MATERIALS AND METHODS
Using exsomatized cadaveric heads, traditional axial scanning, and helical scanning were performed with different detector collimations. Helical scans of the same scan region were then acquired by using the determined optimal detector collimation and various tube voltages, whereas other scan parameters remained fixed. Next, the scans were repeated by using various tube current-time products by using the determined optimal tube voltage. Last, with fixed tube current-time product, the scans were repeated with various pitches. All thin-section, helically acquired scans were reformatted to axial and coronal images with respect to the relevant scanning baseline. In each of the image volumes, the mean and SD HU values in regions of interest were measured in the central section of the internal auditory canal, and CNR values were calculated.
RESULTS
In agreement with theory, wider detector collimations such as 16 × 0.625 mm and 64 × 0.625 mm were associated with lower radiation doses than narrower collimations due to their lower overbeaming and higher geometric efficiency. In helical scanning, the detector collimation of 16 × 0.625 mm had higher image quality and the minimum DLP. Axial and coronal images acquired by using a 140-kVp tube voltage had significantly lower noise than scans acquired at 120 or 80 kVp with equivalent volume CT dose index.
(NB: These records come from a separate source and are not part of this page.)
//! Lexical index backed by the `bm25` crate, keyed by record ordinal.
//!
//! Keying by ordinal rather than document text means two records with the
//! same contextual string can never collapse into one id.

use bm25::{Document, Language, SearchEngine, SearchEngineBuilder};

#[derive(Debug)]
pub struct Bm25Index {
    engine: Option<SearchEngine<u32>>,
    len: usize,
}

impl Bm25Index {
    /// Index a fixed corpus; English tokenisation with stop-word removal.
    pub fn build<'a, I>(corpus: I) -> Self
    where
        I: IntoIterator<Item = &'a str>,
    {
        let documents: Vec<Document<u32>> = corpus
            .into_iter()
            .enumerate()
            .map(|(ordinal, contents)| Document::new(ordinal as u32, contents))
            .collect();
        let len = documents.len();
        let engine = if documents.is_empty() {
            None
        } else {
            Some(SearchEngineBuilder::with_documents(Language::English, documents).build())
        };
        Self { engine, len }
    }

    /// Ranked `(ordinal, score)` pairs for up to `limit` matching records.
    pub fn scores(&self, query: &str, limit: usize) -> Vec<(usize, f32)> {
        let Some(engine) = &self.engine else {
            return Vec::new();
        };
        if limit == 0 {
            return Vec::new();
        }
        engine
            .search(query, limit)
            .into_iter()
            .map(|hit| (hit.document.id as usize, hit.score))
            .collect()
    }

    pub fn len(&self) -> usize {
        self.len
    }

    pub fn is_empty(&self) -> bool {
        self.len == 0
    }
}

#[cfg(test)]
mod tests {
    use super::*;

    #[test]
    fn matching_terms_rank_the_right_record_first() {
        let index = Bm25Index::build([
            "the ballot scanner rejects wet ballots",
            "curbside voting needs two poll workers",
            "the wait time hotline updates hourly",
        ]);
        let hits = index.scores("curbside voting", 3);
        assert!(!hits.is_empty());
        assert_eq!(hits[0].0, 1);
    }

    #[test]
    fn records_without_query_terms_are_absent() {
        let index = Bm25Index::build(["alpha beta", "gamma delta"]);
        let hits = index.scores("alpha", 2);
        assert!(hits.iter().all(|(ordinal, _)| *ordinal == 0));
    }

    #[test]
    fn empty_corpus_yields_no_hits() {
        let index = Bm25Index::build(Vec::<&str>::new());
        assert!(index.is_empty());
        assert!(index.scores("anything", 10).is_empty());
    }
}
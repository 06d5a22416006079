//! Full rebuild: scan, per-document cache-or-ingest, index construction.

use std::path::Path;

use embedding_provider::embedder::Embedder;
use passage_index::cache::CacheStore;
use passage_index::dense::DenseMatrix;
use passage_index::{ChunkIndex, PageIndex, Snapshot};
use passage_model::{DocumentId, DocumentInfo, PageRecord, PassageRecord};
use pdf_ingest::windower::{window_pages, WindowParams};
use pdf_ingest::{facts, page_parser, reader_pdf};
use tracing::{info, warn};

use crate::{ServiceError, SidecarConfig};

struct DocumentIngest {
    doc_id: DocumentId,
    doc_name: String,
    pages: Vec<PageRecord>,
    passages: Vec<PassageRecord>,
    vectors: Vec<Vec<f32>>,
}

pub(crate) fn run_rebuild(
    cfg: &SidecarConfig,
    embedder: &dyn Embedder,
) -> Result<Snapshot, ServiceError> {
    let cache = CacheStore::open(&cfg.cache_dir, &cfg.cache_version)
        .map_err(|err| ServiceError::Index(err.to_string()))?;
    let removed = cache.sweep_stale();
    if removed > 0 {
        info!(removed, "removed stale cache files");
    }

    let pdfs = pdf_ingest::scan_pdfs(&cfg.docs_dir)
        .map_err(|err| ServiceError::Ingest(err.to_string()))?;
    if pdfs.is_empty() {
        warn!(dir = %cfg.docs_dir.display(), "no PDF documents found");
    }

    let params = WindowParams {
        width: cfg.chunk_width,
        overlap: cfg.chunk_overlap,
        min_page_words: cfg.min_page_words,
        ..WindowParams::default()
    };

    let mut passages: Vec<PassageRecord> = Vec::new();
    let mut vectors: Vec<Vec<f32>> = Vec::new();
    let mut pages: Vec<PageRecord> = Vec::new();
    let mut documents: Vec<DocumentInfo> = Vec::new();

    for path in &pdfs {
        match ingest_document(path, &cache, embedder, &params) {
            Ok(doc) => {
                info!(
                    doc = %doc.doc_name,
                    chunks = doc.passages.len(),
                    pages = doc.pages.len(),
                    "document ready"
                );
                documents.push(DocumentInfo {
                    doc_id: doc.doc_id.clone(),
                    doc_name: doc.doc_name.clone(),
                    source_path: path.display().to_string(),
                    chunk_count: doc.passages.len(),
                });
                passages.extend(doc.passages);
                vectors.extend(doc.vectors);
                pages.extend(doc.pages);
            }
            // An embedder outage aborts the rebuild; the previous snapshot
            // stays live. Any other per-document failure just skips the file.
            Err(err @ ServiceError::Embed(_)) => return Err(err),
            Err(err) => {
                warn!(path = %path.display(), error = %err, "skipping document");
            }
        }
    }

    let chunk_index = ChunkIndex::build(passages, DenseMatrix::new(vectors))
        .map_err(|err| ServiceError::Index(err.to_string()))?;

    // Page embeddings are recomputed every rebuild; only chunk embeddings
    // are cached on disk.
    let page_texts: Vec<String> = pages.iter().map(PageIndex::index_text).collect();
    let page_refs: Vec<&str> = page_texts.iter().map(String::as_str).collect();
    let page_vectors = embedder
        .embed_batch(&page_refs)
        .map_err(|err| ServiceError::Embed(err.to_string()))?;
    let page_index = PageIndex::build(pages, DenseMatrix::new(page_vectors))
        .map_err(|err| ServiceError::Index(err.to_string()))?;

    info!(
        chunks = chunk_index.len(),
        pages = page_index.len(),
        docs = documents.len(),
        "indices rebuilt"
    );
    Ok(Snapshot {
        chunk_index,
        page_index,
        documents,
    })
}

fn ingest_document(
    path: &Path,
    cache: &CacheStore,
    embedder: &dyn Embedder,
    params: &WindowParams,
) -> Result<DocumentIngest, ServiceError> {
    let doc_id = pdf_ingest::doc_hash(path).map_err(|err| ServiceError::Ingest(err.to_string()))?;
    let doc_name = pdf_ingest::doc_name_from_path(path);
    let page_texts = reader_pdf::extract_page_texts(path)
        .map_err(|err| ServiceError::Ingest(err.to_string()))?;
    let pages = page_parser::parse_pages(&page_texts, &doc_id, &doc_name);

    if let Some((records, matrix)) = cache.load(&doc_id) {
        return Ok(DocumentIngest {
            doc_id,
            doc_name,
            pages,
            passages: records,
            vectors: matrix,
        });
    }

    info!(doc = %doc_name, id = %doc_id, pages = pages.len(), "ingesting document");
    let mut records = window_pages(&pages, params);
    for record in &mut records {
        record.contextual_content =
            facts::contextual_content(&record.section_title, &record.raw_content);
    }

    let texts: Vec<&str> = records
        .iter()
        .map(|record| record.contextual_content.as_str())
        .collect();
    let vectors = embedder
        .embed_batch(&texts)
        .map_err(|err| ServiceError::Embed(err.to_string()))?;

    if let Err(err) = cache.save(&doc_id, &records, &vectors) {
        warn!(doc = %doc_name, error = %err, "cache save failed");
    }

    Ok(DocumentIngest {
        doc_id,
        doc_name,
        pages,
        passages: records,
        vectors,
    })
}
Diagnostic image quality was achieved when using a minimum tube current-time product of 120 mAs. Noise, CNR, and dose were jointly optimized with a pitch of 0.685.
CONCLUSIONS
Temporal bone CT scanning parameters may be optimized by following a systematic procedure that allows for the optimization of diagnostic image quality and the minimization of radiation dose. One such procedure for a particular 64-section MDCT scanner has been presented.